Цыкнул на них, чтоб отвязались. Да где там. Ощерились, окаянные, и глазами посверкивают. И снова непривычно молчат, будто кто им языки урезал. Поднял со снегу палку, погрозил зверюгам, а потом и кинул. Не попал. Им же все едино. Бегут себе и бегут, не приближаясь вплотную, Но и не отставая.
Поэт и шастнул в первый попавшийся трактир.
Грязно, неуютно и не людно. Совсем не то, что ему было надобно.
Однако ж идти назад, на улицу, не хотелось. Так что пришлось довольствоваться синицей в жмене.
Уселся за дубовый стол у стены.
Уселся за дубовый стол у стены.
Тут же подлетел слуга и спросил, чего господин хороший изволит. Услышав, что всего-навсего косушку с соленым огурцом, паренек сделался скучным. Невелик навар будет. И все же поторопился принести испрошенное. Поставил перед посетителем и, отойдя шага на два, хмыкнул себе под нос. Не мужской заказ. Такому здоровому детине да какой-то шкалик. Полчарки — это ж на один, много на два глотка. Сей же фертик вертит рюмку в руке, нюхает, зачем-то на свет смотрит. Будто какое дорогое заморское вино пьет. Или кофей. Странный барин.
У Ивана же просто пропал аппетит на выпивку.

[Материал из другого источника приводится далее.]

/// Drops unanchored ends and checks the remaining edges include a stand and a runway touch.
pub fn validate_ends(graph: &Graph, mut chosen: Vec<Option<Snapping>>) -> Result<Vec<Snapping>, Rejection> {
    let unanchored = |c: &Option<Snapping>| c.as_ref().is_none_or(|s| graph.role(s.edge) == EdgeRole::Taxiway);

    let mut start = 0;
    let mut end = chosen.len();
    if chosen.first().is_some_and(Option::is_none) {
        while start < end && unanchored(&chosen[start]) {
            start += 1;
        }
    }
    if end > start && chosen[end - 1].is_none() {
        while end > start && unanchored(&chosen[end - 1]) {
            end -= 1;
        }
    }
    if start >= end {
        return Err(Rejection::NoTermini);
    }

    let kept: Vec<Snapping> = chosen.drain(start..end).flatten().collect();
    let has_stand = kept.iter().any(|s| graph.role(s.edge) == EdgeRole::StandConnection);
    let has_runway = kept.iter().any(|s| graph.role(s.edge) == EdgeRole::Runway)
        || kept.first().is_some_and(|s| graph.touches_runway_crossing(s.edge))
        || kept.last().is_some_and(|s| graph.touches_runway_crossing(s.edge));
    if !(has_stand && has_runway) {
        return Err(Rejection::MissingStandOrRunway);
    }
    Ok(kept)
}

/// Synthetic visits to the edges of `pairing`, timed by sharing the gap in proportion to length.
fn splice(graph: &Graph, previous: &Snapping, current: &Snapping, pairing: &EndpointPairing) -> Vec<Snapping> {
    let previous_len = graph[previous.edge].length;
    let current_len = graph[current.edge].length;
    let latest = previous.latest();
    let earliest = current.earliest();

    let travelled_on_previous = previous_len * if pairing.leaves_via_to { latest.fraction } else { 1.0 - latest.fraction };
    let remaining_on_previous = previous_len - travelled_on_previous;
    let travelled_on_current =
        current_len * if pairing.enters_via_from { earliest.fraction } else { 1.0 - earliest.fraction };

    let middle: Vec<EdgeId> = pairing
        .path
        .edges
        .iter()
        .copied()
        .filter(|&e| e != previous.edge && e != current.edge)
        .collect();
    let total_length: f64 =
        remaining_on_previous + travelled_on_current + middle.iter().map(|&e| graph[e].length).sum::<f64>();
    let total_time = (earliest.time_ms - latest.time_ms) as f64;

    let start = latest.time_ms as f64;
    if total_length <= 0.0 {
        return middle
            .into_iter()
            .map(|e| Snapping::synthetic(graph, e, latest.time_ms))
            .collect();
    }

    let mut current_time = start + total_time * remaining_on_previous / total_length;
    middle
        .into_iter()
        .map(|e| {
            let share = total_time * graph[e].length / total_length;
            let at = current_time + 0.5 * share;
            current_time += share;
            Snapping::synthetic(graph, e, at.round() as i64)
        })
        .collect()
}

Раз — и отрезало. Больше того, самый запах оковитой вызывал отвращение и тошноту. Он раз за разом подносил водку к устам и снова и снова ставил шкалик обратно на стол.
Надо бы чего порезче, чтоб прочистило, а не задурило ум.
Щелкнул перстами, подзывая полового.
— Нет ли квасу?
— Как не быть? — изобиделся малый. — Какого изволите?
— Мне бы остренького такого, смекаешь? Больно голову ломит…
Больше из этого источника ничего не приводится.